Task #4086

Support #4133: [Support] fix bugs and write tests (first half)

[Crunch] Not enough memory to run GATK

Added by Bryan Cosca over 5 years ago. Updated over 5 years ago.

Status:
Resolved
Priority:
High
Assigned To:
Brett Smith
Category:
Crunch
Target version:
Start date:
10/03/2014
Due date:
% Done:

0%

Estimated time:

Description

I'm trying to parallelize gatk haplotype caller to run on multiple cores using the -nct tag in jobs/qr1hi-8i9sb-zs7g4zo303dhdnu, but run into this error: There was a failure because you did not provide enough memory to run this program. See the -Xmx JVM argument to adjust the maximum heap size provided to Java.

Looking it up, most people say to play with the -Xmx command to allocate more, but 4g should be sufficient for the job, but maybe theres some underlying factors as well.


Related issues

Related to Arvados - Bug #4185: [Crunch] crunchstat memory reports seem suspect for multithreaded programsResolved10/14/2014

History

#1 Updated by Ward Vandewege over 5 years ago

  • Target version set to Bug Triage

#2 Updated by Radhika Chippada over 5 years ago

  • Subject changed from Not enough memory to run GATK to [Crunch] Not enough memory to run GATK
  • Category set to Crunch

#3 Updated by Ward Vandewege over 5 years ago

  • Priority changed from Normal to High

#4 Updated by Brett Smith over 5 years ago

  • Target version changed from Bug Triage to 2014-10-29 sprint
  • Parent task set to #4133

TODO: Check the GATK switches to make sure it's not doing something funny like specify "RAM per core/thread" or something like that.

Another idea of Ward's is that GATK doesn't consider swap to be RAM. That's another possibility to investigate.

#5 Updated by Brett Smith over 5 years ago

  • Status changed from New to In Progress
  • Assigned To set to Brett Smith

#6 Updated by Brett Smith over 5 years ago

Bryan,

There are lots of reports across the Web about the haplotype caller using very large amounts of RAM. Apparently it is very conservative in its coverage choices, which can cause RAM use to balloon quickly depending on the inputs. This GATK support thread seems to be the main focus of discussion about it.

A few notes and ideas that might help you get moving forward:

  • Have you run the haplotype caller successfully without parallelization? On the same inputs?
  • The compute nodes have 16GiB of physical RAM, and then 80GiB of swap backed by SSD storage. So there's basically no reason for you to say anything less than -Xmx15g (leaving some space for the OS, Docker, etc.), and you can go as high as -Xmx95g if you're okay with using the swap (which will be slower than RAM but shouldn't be backbreaking for performance).
  • Do you know if it's possible to turn on downsampling for this job? The lack of default downsampling seems to be the primary cause of ballooning RAM requirements, and turning it on seems to be a focus of that thread above.
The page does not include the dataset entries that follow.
impl TextBuffer {
    /// Create a new empty buffer with a single empty line.
    pub fn new(history_limit: usize) -> Self {
        Self::from_lines(vec![String::new()], history_limit)
    }

    /// Build a buffer from file contents.
    pub fn from_string(s: &str, history_limit: usize) -> Self {
        Self::from_lines(split_lines(s), history_limit)
    }

    fn from_lines(mut lines: Vec<String>, history_limit: usize) -> Self {
        if lines.is_empty() {
            lines.push(String::new());
        }
        let cursor = Cursor::at_start(&lines);
        Self { lines, cursor, history: History::new(history_limit) }
    }

    fn formatter(&self) -> Formatter<'_> {
        Formatter::new(&self.lines)
    }

    // ==================== read accessors ====================

    /// The document joined with `\n`.
    pub fn text(&self) -> String {
        self.formatter().text()
    }

    pub fn lines(&self) -> &[String] {
        &self.lines
    }

    pub fn code_with_line_numbers(&self) -> String {
        self.formatter().code_with_line_numbers()
    }

    /// Content of the row the cursor is on.
    pub fn current_line(&self) -> &str {
        &self.lines[self.cursor.top()]
    }

    pub fn size(&self) -> usize {
        self.lines.len()
    }

    pub fn line_at(&self, line_number: usize) -> Result<&str, EditorError> {
        self.formatter().content(line_number)
    }

    pub fn cursor_position(&self) -> CursorPosition {
        self.cursor.position()
    }

    pub fn cursor_position_from_top(&self) -> usize {
        self.cursor.top()
    }

    pub fn cursor_position_from_left(&self) -> usize {
        self.cursor.left()
    }

    /// Current gutter width; identical for every line.
    pub fn prefix_length(&self) -> usize {
        gutter_width(self.lines.len())
    }

    pub fn history(&self) -> &History {
        &self.history
    }

    // ==================== cursor movement ====================

    pub fn set_cursor_position_from_top(&mut self, top: usize) -> Result<(), EditorError> {
        self.cursor.set_top(&self.lines, top)
    }

    pub fn set_cursor_position_from_left(&mut self, left: usize) -> Result<(), EditorError> {
        self.cursor.set_left(&self.lines, left)
    }

    pub fn move_left(&mut self) -> Result<(), EditorError> {
        self.cursor.dec_left(&self.lines)
    }

    pub fn move_right(&mut self) -> Result<(), EditorError> {
        self.cursor.inc_left(&self.lines)
    }

    pub fn move_up(&mut self) -> Result<(), EditorError> {
        self.cursor.dec_top(&self.lines)
    }

    pub fn move_down(&mut self) -> Result<(), EditorError> {
        self.cursor.inc_top(&self.lines)
    }

    // ==================== recording helpers ====================

    fn record(&mut self, start: usize, old: Vec<String>, new: Vec<String>, old_cursor: CursorPosition, kind: ChangeKind) {
        let change = Change::new(start, old, new, old_cursor, self.cursor.position(), kind);
        self.history.add(change);
    }

    /// Shift the cursor column after the gutter changed width.
    fn reprefix(&mut self, old_prefix: usize) {
        let pos = self.cursor.position();
        let left = pos.left.saturating_sub(old_prefix) + self.prefix_length();
        self.cursor.restore(CursorPosition::new(pos.top, left));
    }

    fn check_line(&self, line_number: usize) -> Result<(), EditorError> {
        self.formatter().content(line_number).map(|_| ())
    }

    /// Insert whole lines at `index`, keeping the cursor on the text it was on.
    fn insert_lines(&mut self, index: usize, new: Vec<String>) {
        if new.is_empty() {
            return;
        }
        let old_cursor = self.cursor.position();
        let old_prefix = self.prefix_length();
        let count = new.len();
        self.lines.splice(index..index, new.iter().cloned());
        if index <= old_cursor.top {
            self.cursor.restore(CursorPosition::new(old_cursor.top + count, old_cursor.left));
        }
        self.reprefix(old_prefix);
        self.record(index, Vec::new(), new, old_cursor, ChangeKind::Unnamed);
    }

    // ==================== line-level edits ====================

    /// Insert `line` as a new line at the cursor row.
    pub fn write(&mut self, line: &str) {
        self.insert_lines(self.cursor.top(), vec![line.to_string()]);
    }

    pub fn write_after(&mut self, line_number: usize, line: &str) -> Result<(), EditorError> {
        self.check_line(line_number)?;
        self.insert_lines(line_number, vec![line.to_string()]);
        Ok(())
    }

    pub fn write_before(&mut self, line_number: usize, line: &str) -> Result<(), EditorError> {
        self.check_line(line_number)?;
        self.insert_lines(line_number_to_index(line_number), vec![line.to_string()]);
        Ok(())
    }

    /// Add an empty line at the end of the document.
    pub fn increase_buffer_size(&mut self) {
        self.insert_lines(self.lines.len(), vec![String::new()]);
    }

    /// Remove one line. The only line of the document can't be removed this way.
    pub fn remove_line_at(&mut self, line_number: usize) -> Result<(), EditorError> {
        self.check_line(line_number)?;
        if self.lines.len() == 1 {
            return Err(EditorError::OutOfBufferRange { line: line_number, size: 1 });
        }
        let old_cursor = self.cursor.position();
        let old_prefix = self.prefix_length();
        let index = line_number_to_index(line_number);
        let removed = self.lines.remove(index);
        self.reprefix(old_prefix);
        self.cursor.clamp(&self.lines);
        self.record(index, vec![removed], Vec::new(), old_cursor, ChangeKind::Unnamed);
        Ok(())
    }

    /// Remove the lines `[start, end)` (1-based line numbers).
    ///
    /// Removing every line leaves one empty line and puts the cursor at its start.
    pub fn remove_text_block(&mut self, block: Range<usize>) -> Result<(), EditorError> {
        if block.start == 0 || block.end == 0 || block.start > block.end {
            return Err(EditorError::ValueOutOfRange { what: "invalid block range" });
        }
        if block.end > self.lines.len() + 1 {
            return Err(EditorError::OutOfBufferRange { line: block.end - 1, size: self.lines.len() });
        }
        if block.is_empty() {
            return Ok(());
        }
        let old_cursor = self.cursor.position();
        let start = line_number_to_index(block.start);
        let end = line_number_to_index(block.end);

        if start == 0 && end == self.lines.len() {
            let removed = std::mem::replace(&mut self.lines, vec![String::new()]);
            self.cursor = Cursor::at_start(&self.lines);
            self.record(0, removed, vec![String::new()], old_cursor, ChangeKind::Unnamed);
            return Ok(());
        }

        let old_prefix = self.prefix_length();
        let removed: Vec<String> = self.lines.drain(start..end).collect();
        self.reprefix(old_prefix);
        self.cursor.clamp(&self.lines);
        self.record(start, removed, Vec::new(), old_cursor, ChangeKind::Unnamed);
        Ok(())
    }

    /// Overwrite a line in place. Not recorded in history.
    pub fn replace_line_at(&mut self, line_number: usize, text: &str) -> Result<(), EditorError> {
        self.check_line(line_number)?;
        self.lines[line_number_to_index(line_number)] = text.to_string();
        self.cursor.clamp(&self.lines);
        Ok(())
    }

    /// Swap in a whole new document (file load). Resets cursor and history.
    pub fn replace_current_content_by(&mut self, lines: Vec<String>) {
        self.lines = if lines.is_empty() { vec![String::new()] } else { lines };
        self.cursor = Cursor::at_start(&self.lines);
        self.history.clear();
    }

    // ==================== character-level edits ====================

    /// Insert `text` at the cursor and advance past it.
    pub fn append_line(&mut self, text: &str) -> Result<(), EditorError> {
        let old_cursor = self.cursor.position();
        let top = old_cursor.top;
        let updated = self.formatter().insert_at(text, top, old_cursor.left)?;
        let old = std::mem::replace(&mut self.lines[top], updated.clone());
        self.cursor.restore(CursorPosition::new(top, old_cursor.left + char_len(text)));
        self.record(top, vec![old], vec![updated], old_cursor, ChangeKind::AppendLine);
        Ok(())
    }

    /// Split the current line at the cursor.
    pub fn enter(&mut self) -> Result<(), EditorError> {
        let old_cursor = self.cursor.position();
        let top = old_cursor.top;
        let at = old_cursor.left.saturating_sub(self.prefix_length());
        let line = self.lines[top].clone();
        let split = char_to_byte_index(&line, at);
        let (head, tail) = (line[..split].to_string(), line[split..].to_string());

        self.lines[top].clone_from(&head);
        self.lines.insert(top + 1, tail.clone());
        let prefix = self.formatter().prefix_length(index_to_line_number(top + 1))?;
        self.cursor.restore(CursorPosition::new(top + 1, prefix));
        self.record(top, vec![line], vec![head, tail], old_cursor, ChangeKind::Unnamed);
        Ok(())
    }

    /// Delete the char left of the cursor, or join the line onto the previous one when the
    /// cursor sits at the start of the content.
    pub fn backspace(&mut self) -> Result<(), EditorError> {
        let old_cursor = self.cursor.position();
        let top = old_cursor.top;
        let prefix = self.prefix_length();

        if old_cursor.left <= prefix {
            if top == 0 {
                return Ok(());
            }
            let prev = self.lines[top - 1].clone();
            let cur = self.lines.remove(top);
            let junction = char_len(&prev);
            let merged = format!("{prev}{cur}");
            self.lines[top - 1].clone_from(&merged);
            let left = self.prefix_length() + junction;
            self.cursor.restore(CursorPosition::new(top - 1, left));
            self.record(top - 1, vec![prev, cur], vec![merged], old_cursor, ChangeKind::Unnamed);
            return Ok(());
        }

        let old = self.lines[top].clone();
        let at = old_cursor.left - prefix - 1;
        let line = &mut self.lines[top];
        let start = char_to_byte_index(line, at);
        let end = char_to_byte_index(line, at + 1);
        line.replace_range(start..end, "");
        let updated = line.clone();
        self.cursor.restore(CursorPosition::new(top, old_cursor.left - 1));
        self.record(top, vec![old], vec![updated], old_cursor, ChangeKind::Unnamed);
        Ok(())
    }

    /// Insert `text` as whole lines at the cursor row.
    pub fn paste_text(&mut self, text: &str) {
        self.insert_lines(self.cursor.top(), split_lines(text));
    }

    // ==================== reflow ====================

    /// Reflow until no line is wider than `max_width` (gutter included).
    ///
    /// Records a single `AdaptText` change holding both full snapshots. The cursor follows
    /// the char it was on, even when that char moved onto a following line.
    pub fn adapt_text_for_buffer_size(&mut self, max_width: usize) -> bool {
        let before = self.lines.clone();
        let old_cursor = self.cursor.position();
        let old_prefix = self.prefix_length();

        let mut changed = false;
        while formatter::reflow(&mut self.lines, max_width) {
            changed = true;
        }
        if !changed {
            return false;
        }

        let row_len = char_len(&before[old_cursor.top]);
        let offset = old_cursor.left.saturating_sub(old_prefix).min(row_len);
        let at_row_end = offset == row_len;
        let target = before[..old_cursor.top].iter().map(|l| char_len(l)).sum::<usize>() + offset;

        // Reflow keeps the concatenated text and only pushes chars forward, so the cursor's
        // char is found at the same absolute offset on its old row or a later one.
        let mut top = old_cursor.top;
        let mut start: usize = self.lines[..top].iter().map(|l| char_len(l)).sum();
        loop {
            let end = start + char_len(&self.lines[top]);
            if target < end || (at_row_end && target == end) || top + 1 == self.lines.len() {
                break;
            }
            start = end;
            top += 1;
        }
        let left = self.prefix_length() + (target - start).min(char_len(&self.lines[top]));
        self.cursor.restore(CursorPosition::new(top, left));

        let after = self.lines.clone();
        self.record(0, before, after, old_cursor, ChangeKind::AdaptText);
        true
    }

    /// Add an empty last line and move the cursor onto it, for a cursor pushed past the right
    /// edge. Recorded as reflow, so it undoes together with the edit that caused it.
    pub fn overflow_onto_new_line(&mut self) {
        let old_cursor = self.cursor.position();
        let index = self.lines.len();
        self.lines.push(String::new());
        self.cursor.restore(CursorPosition::new(index, self.prefix_length()));
        self.record(index, Vec::new(), vec![String::new()], old_cursor, ChangeKind::AdaptText);
    }

    // ==================== history ====================

    fn apply(&mut self, change: &Change) {
        self.lines.splice(change.range.clone(), change.new_changes.iter().cloned());
        self.cursor.restore(change.new_cursor);
    }

    fn revert(&mut self, change: &Change) {
        self.lines.splice(change.applied_range(), change.old_state.iter().cloned());
        self.cursor.restore(change.old_cursor);
    }

    /// Undo the last visible change. Reflow entries are undone together with the edit that
    /// caused them.
    pub fn undo(&mut self) -> Result<(), EditorError> {
        let change = self.history.undo()?.clone();
        self.revert(&change);
        if change.kind == ChangeKind::AdaptText {
            ignore_exhausted(self.undo())?;
        }
        Ok(())
    }

    /// Redo the next visible change together with any reflow that followed it.
    pub fn redo(&mut self) -> Result<(), EditorError> {
        let change = self.history.redo()?.clone();
        self.apply(&change);
        if change.kind == ChangeKind::AdaptText {
            return ignore_exhausted(self.redo());
        }
        while self.history.peek_redo().is_some_and(|c| c.kind == ChangeKind::AdaptText) {
            let next = self.history.redo()?.clone();
            self.apply(&next);
        }
        Ok(())
    }
}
One developer summarizes the main suggestions as "minPruning and downsampling at the parameter level, and multithreading/scatter-gather parallelism at the execution level." If I'm following right, you're trying to do the last one now, so it seems worthwhile to explore more parameter adjustment.
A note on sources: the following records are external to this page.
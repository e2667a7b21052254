//! The scene: a fixed window of padded display rows ready to be flushed.

use crate::utils::cell_width;

/// Something that draws over the scene right before it is flushed (overlay widgets).
pub trait ScenePainter {
    fn paint(&self, scene: &mut Scene);
}

/// `height - 1` rows of display text, each exactly `width` cells wide. The last terminal row
/// is left to the status bar.
#[derive(Debug, Clone, PartialEq, Eq)]
pub struct Scene {
    rows: Vec<String>,
    width: usize,
    top_offset: usize,
}

/// Pad or cut `text` so it fills exactly `width` terminal cells.
fn fit_to_width(text: &str, width: usize) -> String {
    let mut out = String::with_capacity(width);
    let mut used = 0;
    for ch in text.chars() {
        let w = cell_width(ch);
        if used + w > width {
            break;
        }
        out.push(ch);
        used += w;
    }
    out.push_str(&" ".repeat(width - used));
    out
}

impl Scene {
    /// Slice `display_text` (one display line per `\n`) starting at row `top_offset`.
    pub fn build(display_text: &str, height: usize, top_offset: usize, width: usize) -> Self {
        let visible = height.saturating_sub(1);
        let mut rows: Vec<String> = display_text
            .split('\n')
            .skip(top_offset)
            .take(visible)
            .map(|line| fit_to_width(line, width))
            .collect();
        rows.resize(visible, " ".repeat(width));
        Self { rows, width, top_offset }
    }

    pub fn rows(&self) -> &[String] {
        &self.rows
    }

    pub fn height(&self) -> usize {
        self.rows.len()
    }

    pub fn width(&self) -> usize {
        self.width
    }

    pub fn top_offset(&self) -> usize {
        self.top_offset
    }

    /// The char at `(row, col)`, where `col` counts chars.
    pub fn glyph_at(&self, row: usize, col: usize) -> Option<char> {
        self.rows.get(row)?.chars().nth(col)
    }

    /// Terminal cell where char `col` of `row` starts.
    pub fn screen_column(&self, row: usize, col: usize) -> usize {
        self.rows.get(row).map_or(col, |r| {
            r.chars().take(col).map(cell_width).sum()
        })
    }

    /// Overwrite chars of `row` starting at char `col`. Writes outside the scene are dropped
    /// and the row keeps its width.
    pub fn overwrite(&mut self, row: usize, col: usize, text: &str) {
        let width = self.width;
        let Some(line) = self.rows.get_mut(row) else { return };
        let mut chars: Vec<char> = line.chars().collect();
        for (i, ch) in text.chars().enumerate() {
            match chars.get_mut(col + i) {
                Some(slot) => *slot = ch,
                None => break,
            }
        }
        *line = fit_to_width(&chars.into_iter().collect::<String>(), width);
    }
}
Let me know if any of that's helpful.

#7 Updated by Bryan Cosca over 5 years ago

  • I have ran haplotype caller successfully before parallelization on the same inputs and different inputs
  • I'll experiment next with this -Xmx??g parameter to see whats the fastest.
  • You can change the downsampling parameter with -dcov but there are some problems. Specifically the developer of gatk recently stated (http://gatkforums.broadinstitute.org/discussion/4614/haplotypecaller-and-downsampling): "We have seen a couple of instances of odd behavior when dcov is used with HaplotypeCaller, which may be linked to the fact that HC does some downsampling on its own internally. This looks like it could be related to that behavior. Pending further investigation, our recommendation is to not change the dcov setting with HC.", so it is possible but highly not recommended.
  • Looking at minPruning, it seems like a tricky parameter to change. Looking around the forums, I think that generally if you increase minPruning, you reduce accuracy of the results, but you do get faster results. Its a tricky trade because I know we're really into getting the most accurate results.
  • I've looked into multithreading/scatter-gather and it seems like GATK has their own software called Queue that manages this for you. I thought about putting it into a docker image but I think I ran into a few complications that I don't recall off the top of my head.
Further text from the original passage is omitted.